Più di ogni altra cosa generava viaggi, da un punto cardinale all’altro.
Nella maggior parte inevitabili, come la neve della palla di vetro, che non può fare a meno di cadere, qualora sua maestà la gravità lo esiga.
Cosicché, capitava sovente che gli abitanti di un lato del mondo precipitassero nell’altro e viceversa.
Il valzer proseguì più o meno serenamente, con picchi di crudeltà inaudita e rare sfumature di moderata empatia.
Finché qualcuno inventò l’illusione più grande che una creatura dalla pavida mente e il cuore ristretto possa immaginare.
Leggi pure come l’ennesimo tentativo di catturare un’onda con la rete da pesca.
In breve, il confine.
Da qui in poi la storia è nota.
Il mondo si divise in due, quindi tre, i tre mutarono in quattro, quest’ultimi ne aggiunsero un quinto e così via.

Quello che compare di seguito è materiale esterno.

//! Logging initialization
//!
//! The server emits JSON lines by default so that log collectors can index
//! fields; `--log-format text` switches to compact text on stderr.

use thiserror::Error;
use tracing_subscriber::layer::SubscriberExt;
use tracing_subscriber::util::SubscriberInitExt;
use tracing_subscriber::EnvFilter;

/// Filter used when `RUST_LOG` is unset
pub const DEFAULT_FILTER: &str = "info,berth=debug,kube=info,tower=warn,hyper=warn";

/// Errors that can occur during logging initialization
#[derive(Debug, Error)]
pub enum TelemetryError {
    /// Failed to initialize tracing subscriber
    #[error("failed to initialize tracing subscriber: {0}")]
    SubscriberInit(String),
}

/// Output format for log lines
#[derive(Clone, Copy, Debug, Default, PartialEq, Eq, clap::ValueEnum)]
pub enum LogFormat {
    /// One JSON object per line
    #[default]
    Json,
    /// Human-readable compact text
    Text,
}

/// Configuration for logging initialization
#[derive(Debug, Clone)]
pub struct TelemetryConfig {
    /// Log line format
    pub format: LogFormat,
    /// Filter directive used when `RUST_LOG` is not set
    pub default_filter: String,
}

impl Default for TelemetryConfig {
    fn default() -> Self {
        Self {
            format: LogFormat::Json,
            default_filter: DEFAULT_FILTER.to_string(),
        }
    }
}

/// Install the global tracing subscriber.
///
/// Fails if a subscriber is already installed.
pub fn init_logging(config: TelemetryConfig) -> Result<(), TelemetryError> {
    let env_filter = EnvFilter::try_from_default_env()
        .unwrap_or_else(|_| EnvFilter::new(&config.default_filter));

    let result = match config.format {
        LogFormat::Json => tracing_subscriber::registry()
            .with(env_filter)
            .with(
                tracing_subscriber::fmt::layer()
                    .json()
                    .with_current_span(true)
                    .with_span_list(false)
                    .with_target(true)
                    .with_file(false)
                    .with_line_number(false),
            )
            .try_init(),
        LogFormat::Text => tracing_subscriber::registry()
            .with(env_filter)
            .with(
                tracing_subscriber::fmt::layer()
                    .compact()
                    .with_target(false)
                    .with_writer(std::io::stderr),
            )
            .try_init(),
    };

    result.map_err(|e: tracing_subscriber::util::TryInitError| {
        TelemetryError::SubscriberInit(e.to_string())
    })
}

#[cfg(test)]
mod tests {
    use super::*;

    #[test]
    fn test_default_config_is_json() {
        let config = TelemetryConfig::default();
        assert_eq!(config.format, LogFormat::Json);
        assert_eq!(config.default_filter, DEFAULT_FILTER);
    }

    #[test]
    fn test_default_filter_parses() {
        assert!(EnvFilter::try_new(DEFAULT_FILTER).is_ok());
    }
}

Tanti mondi, molti confini e altrettanti abitanti senza mondo, perennemente in viaggio.
Nel frattempo il mondo inziale, ovvero la sfera, continuava a sfrecciare lungo i sentieri concessi dalla mappa stellare.
E allora avvenne l’inaspettato.
Gli abitanti senza mondo, stanchi di esser respinti da tutti, cominciarono ad accettare l’unica alternativa possibile alla morte e iniziarono a vivere sui confini degli altri mondi.

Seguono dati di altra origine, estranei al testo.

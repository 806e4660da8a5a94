//! CLI commands

use std::collections::BTreeMap;
use std::io::Write;
use std::path::PathBuf;

use clap::Args;
use serde_json::Value;

use crate::client::ApiClient;
use crate::{Error, Result};

#[derive(Args, Debug)]
pub struct CreateArgs {
    /// Template identifier
    pub template: String,
    /// Variable values as KEY=VALUE; keys are upper-cased
    pub values: Vec<String>,
}

#[derive(Args, Debug)]
pub struct ExecArgs {
    /// Run in every pod of the service instead of the first
    #[arg(short, long)]
    pub all: bool,
    /// Service name
    pub name: String,
    /// Command and arguments
    #[arg(required = true, trailing_var_arg = true, allow_hyphen_values = true)]
    pub command: Vec<String>,
}

#[derive(Args, Debug)]
pub struct DeleteArgs {
    /// Service name
    pub name: String,
}

#[derive(Args, Debug)]
pub struct InjectArgs {
    /// Manifest file, `-` for stdin
    pub file: PathBuf,
    /// Mark workloads so dataset volumes are not mounted
    #[arg(long)]
    pub no_datasets: bool,
}

/// Parse `KEY=VALUE` pairs, upper-casing keys
pub fn parse_values(pairs: &[String]) -> Result<BTreeMap<String, String>> {
    pairs
        .iter()
        .map(|pair| {
            let (key, value) = pair
                .split_once('=')
                .ok_or_else(|| Error::invalid_argument(format!("expected KEY=VALUE, got '{pair}'")))?;
            if key.is_empty() {
                return Err(Error::invalid_argument(format!("empty key in '{pair}'")));
            }
            Ok((key.to_uppercase(), value.to_string()))
        })
        .collect()
}

fn field<'a>(value: &'a Value, key: &str) -> &'a str {
    value.get(key).and_then(Value::as_str).unwrap_or("")
}

pub async fn list_services(client: &ApiClient) -> Result<()> {
    let services = client.list_services().await?;

    println!("{:<30} {:<20} {:<50}", "NAME", "TEMPLATE", "URL");
    for service in services.as_array().into_iter().flatten() {
        println!(
            "{:<30} {:<20} {:<50}",
            field(service, "name"),
            field(service, "templateId"),
            field(service, "url")
        );
    }
    Ok(())
}

pub async fn list_templates(client: &ApiClient) -> Result<()> {
    let listing = client.list_templates().await?;

    println!("{:<20} {:<30} {:<50}", "ID", "NAME", "DESCRIPTION");
    for template in listing["templates"].as_array().into_iter().flatten() {
        println!(
            "{:<20} {:<30} {:<50}",
            field(template, "id"),
            field(template, "name"),
            field(template, "description")
        );
    }
    for skipped in listing["skipped"].as_array().into_iter().flatten() {
        eprintln!(
            "skipped {}: {}",
            field(skipped, "id"),
            field(skipped, "reason")
        );
    }
    Ok(())
}

pub async fn create_service(client: &ApiClient, args: CreateArgs) -> Result<()> {
    let values = parse_values(&args.values)?;
    let created = client.create_service(&args.template, &values).await?;

    println!("{}", field(&created, "name"));
    if let Some(url) = created.get("url").and_then(Value::as_str) {
        println!("{url}");
    }
    Ok(())
}

pub async fn exec_service(client: &ApiClient, args: ExecArgs) -> Result<()> {
    let result = client
        .exec_service(&args.name, &args.command, args.all)
        .await?;

    for target in &result.targets {
        if let Some(error) = target.get("error").and_then(Value::as_str) {
            eprintln!("{}: {}", field(target, "pod"), error);
        }
    }
    let mut stdout = std::io::stdout().lock();
    stdout.write_all(result.output.as_bytes())?;
    stdout.flush()?;
    Ok(())
}

pub async fn delete_service(client: &ApiClient, args: DeleteArgs) -> Result<()> {
    client.delete_service(&args.name).await?;
    eprintln!("Deleted {}", args.name);
    Ok(())
}

pub async fn inject(client: &ApiClient, args: InjectArgs) -> Result<()> {
    let manifest = if args.file.as_os_str() == "-" {
        std::io::read_to_string(std::io::stdin())?
    } else {
        std::fs::read_to_string(&args.file)?
    };

    let out = client.inject(manifest, !args.no_datasets).await?;
    print!("{out}");
    Ok(())
}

Anche solo per avere un nome e una casa come gli altri.
Quale sorprendente conseguenza, i confini divennero mondi a tutti gli effetti.

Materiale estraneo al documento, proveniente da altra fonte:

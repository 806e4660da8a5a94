//! Cluster access seam
//!
//! The orchestrator and provisioner only talk to the cluster through
//! [`ClusterClient`], which works on untyped JSON documents so that any kind a
//! template emits can be applied. [`KubeClusterClient`] is the kube-rs
//! implementation; every call runs under the configured deadline.

use std::time::Duration;

use async_trait::async_trait;
use berth_common::error::is_status;
use berth_common::kube_utils::{build_api_resource, with_deadline, ManifestRef};
use berth_common::{Error, Result, FIELD_MANAGER};
use k8s_openapi::api::core::v1::Pod;
use kube::api::{Api, AttachParams, DeleteParams, DynamicObject, ListParams, Patch, PatchParams, PostParams};
use kube::discovery::ApiResource;
use kube::Client;
use serde_json::Value;
use tokio::io::AsyncReadExt;
use tracing::{debug, instrument};

/// Operations the engine needs from the cluster
#[async_trait]
pub trait ClusterClient: Send + Sync {
    /// List objects of a kind, optionally namespaced and label-filtered
    async fn list(
        &self,
        api_version: &str,
        kind: &str,
        namespace: Option<&str>,
        label_selector: Option<&str>,
    ) -> Result<Vec<Value>>;

    /// Fetch one object; `None` if it does not exist
    async fn get(
        &self,
        api_version: &str,
        kind: &str,
        namespace: Option<&str>,
        name: &str,
    ) -> Result<Option<Value>>;

    /// Server-side apply a document
    async fn apply(&self, doc: &Value) -> Result<()>;

    /// Create a document; `false` if an object with that name already exists
    async fn create(&self, doc: &Value) -> Result<bool>;

    /// Delete an object; `false` if it was already gone
    async fn delete(
        &self,
        api_version: &str,
        kind: &str,
        namespace: Option<&str>,
        name: &str,
    ) -> Result<bool>;

    /// Run a command in a pod and return its combined output
    async fn exec(&self, namespace: &str, pod: &str, command: &[String]) -> Result<String>;
}

/// kube-rs backed [`ClusterClient`]
#[derive(Clone)]
pub struct KubeClusterClient {
    client: Client,
    call_timeout: Duration,
}

impl KubeClusterClient {
    /// Wrap a client; each call is bounded by `call_timeout`
    pub fn new(client: Client, call_timeout: Duration) -> Self {
        Self {
            client,
            call_timeout,
        }
    }

    fn api(&self, ar: &ApiResource, namespace: Option<&str>) -> Api<DynamicObject> {
        match namespace {
            Some(ns) => Api::namespaced_with(self.client.clone(), ns, ar),
            None => Api::all_with(self.client.clone(), ar),
        }
    }

    fn api_for(&self, doc: &Value) -> Result<(ManifestRef, Api<DynamicObject>)> {
        let target = ManifestRef::from_document(doc)?;
        let namespace = if target.is_cluster_scoped() {
            None
        } else {
            target.namespace.as_deref()
        };
        let api = self.api(&target.api_resource, namespace);
        Ok((target, api))
    }
}

fn to_value(obj: DynamicObject, context: &str) -> Result<Value> {
    serde_json::to_value(obj).map_err(|e| Error::internal_with_context(context, e.to_string()))
}

#[async_trait]
impl ClusterClient for KubeClusterClient {
    #[instrument(skip(self))]
    async fn list(
        &self,
        api_version: &str,
        kind: &str,
        namespace: Option<&str>,
        label_selector: Option<&str>,
    ) -> Result<Vec<Value>> {
        let ar = build_api_resource(api_version, kind);
        let api = self.api(&ar, namespace);
        let mut params = ListParams::default();
        if let Some(selector) = label_selector {
            params = params.labels(selector);
        }
        let context = format!("list {kind}");
        let list = with_deadline(self.call_timeout, &context, api.list(&params)).await?;
        list.items
            .into_iter()
            .map(|obj| to_value(obj, &context))
            .collect()
    }

    async fn get(
        &self,
        api_version: &str,
        kind: &str,
        namespace: Option<&str>,
        name: &str,
    ) -> Result<Option<Value>> {
        let ar = build_api_resource(api_version, kind);
        let api = self.api(&ar, namespace);
        let context = format!("get {kind}/{name}");
        with_deadline(self.call_timeout, &context, api.get_opt(name))
            .await?
            .map(|obj| to_value(obj, &context))
            .transpose()
    }

    async fn apply(&self, doc: &Value) -> Result<()> {
        let (target, api) = self.api_for(doc)?;
        let context = format!("apply {}/{}", target.api_resource.kind, target.name);
        let params = PatchParams::apply(FIELD_MANAGER).force();
        with_deadline(
            self.call_timeout,
            &context,
            api.patch(&target.name, &params, &Patch::Apply(doc)),
        )
        .await?;
        debug!(kind = %target.api_resource.kind, name = %target.name, "Applied");
        Ok(())
    }

    async fn create(&self, doc: &Value) -> Result<bool> {
        let (target, api) = self.api_for(doc)?;
        let context = format!("create {}/{}", target.api_resource.kind, target.name);
        let obj: DynamicObject = serde_json::from_value(doc.clone())
            .map_err(|e| Error::internal_with_context(&context, e.to_string()))?;
        match tokio::time::timeout(self.call_timeout, api.create(&PostParams::default(), &obj)).await
        {
            Ok(Ok(_)) => Ok(true),
            Ok(Err(e)) if is_status(&e, 409) => Ok(false),
            Ok(Err(e)) => Err(Error::from_kube(context, &e)),
            Err(_) => Err(Error::upstream_timeout(context)),
        }
    }

    async fn delete(
        &self,
        api_version: &str,
        kind: &str,
        namespace: Option<&str>,
        name: &str,
    ) -> Result<bool> {
        let ar = build_api_resource(api_version, kind);
        let api = self.api(&ar, namespace);
        let context = format!("delete {kind}/{name}");
        match tokio::time::timeout(
            self.call_timeout,
            api.delete(name, &DeleteParams::background()),
        )
        .await
        {
            Ok(Ok(_)) => Ok(true),
            Ok(Err(e)) if is_status(&e, 404) => Ok(false),
            Ok(Err(e)) => Err(Error::from_kube(context, &e)),
            Err(_) => Err(Error::upstream_timeout(context)),
        }
    }

    #[instrument(skip(self, command))]
    async fn exec(&self, namespace: &str, pod: &str, command: &[String]) -> Result<String> {
        let pods: Api<Pod> = Api::namespaced(self.client.clone(), namespace);
        let context = format!("exec {pod}");
        let params = AttachParams::default().stdout(true).stderr(true);

        let run = async {
            let mut process = pods
                .exec(pod, command.to_vec(), &params)
                .await
                .map_err(|e| Error::from_kube(&context, &e))?;

            let mut stdout = String::new();
            let mut stderr = String::new();
            let out = process.stdout();
            let err = process.stderr();
            let read_out = async {
                if let Some(mut reader) = out {
                    reader.read_to_string(&mut stdout).await?;
                }
                Ok::<_, std::io::Error>(())
            };
            let read_err = async {
                if let Some(mut reader) = err {
                    reader.read_to_string(&mut stderr).await?;
                }
                Ok::<_, std::io::Error>(())
            };
            let (out_result, err_result) = tokio::join!(read_out, read_err);
            out_result
                .and(err_result)
                .map_err(|e| Error::upstream(&context, format!("stream failed: {e}")))?;

            let status = match process.take_status() {
                Some(status) => status.await,
                None => None,
            };
            process
                .join()
                .await
                .map_err(|e| Error::upstream(&context, format!("session failed: {e}")))?;

            if let Some(status) = status {
                if status.status.as_deref() == Some("Failure") {
                    let message = status.message.unwrap_or_else(|| "command failed".to_string());
                    return Err(Error::upstream(&context, message));
                }
            }
            stdout.push_str(&stderr);
            Ok(stdout)
        };

        match tokio::time::timeout(self.call_timeout, run).await {
            Ok(result) => result,
            Err(_) => Err(Error::upstream_timeout(context)),
        }
    }
}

E coloro che ci vivevano, gli abitanti dei confini.
Ma dato che, col tempo, sono più coloro i quali si dimostrano capaci di imparare le brutte abitudini che l’inverso, anche costoro decisero di coltivare illusioni.
E allora presero la sempre fertile quanto cieca matita che li crea e disegnarono anch’essi il loro sacro bordo, affinché i mondi chiamati confini ne avessero altrettanti.
Come risultato, il mondo originale si ritrovò frazionato in un numero ingente di altri mondi. Questi ultimi erano separati da confini, i quali erano a loro volta divenuti altrettanti mondi, divisi da ulteriori confini.
Tuttavia, anche gli abitanti senza confini si sentirono esclusi e, col passare degli anni, compresero di non avere altro luogo dove sopravvivere che i confini degli stessi confini che avevano creato gli abitanti senza mondo.
Non prima, però, di averli apostrofati in modo prevedibile: “Voi dovreste capire meglio di tutti le nostre esigenze…”
Nondimeno, è risaputo.
Come si imparano facilmente le brutte abitudini, con altrettanta agevolezza si dimenticano i brutti ricordi.
Ora, credo sia ormai evidente cosa accadde in seguito.
Col passare del tempo le cose si fecero dannatamente complicate.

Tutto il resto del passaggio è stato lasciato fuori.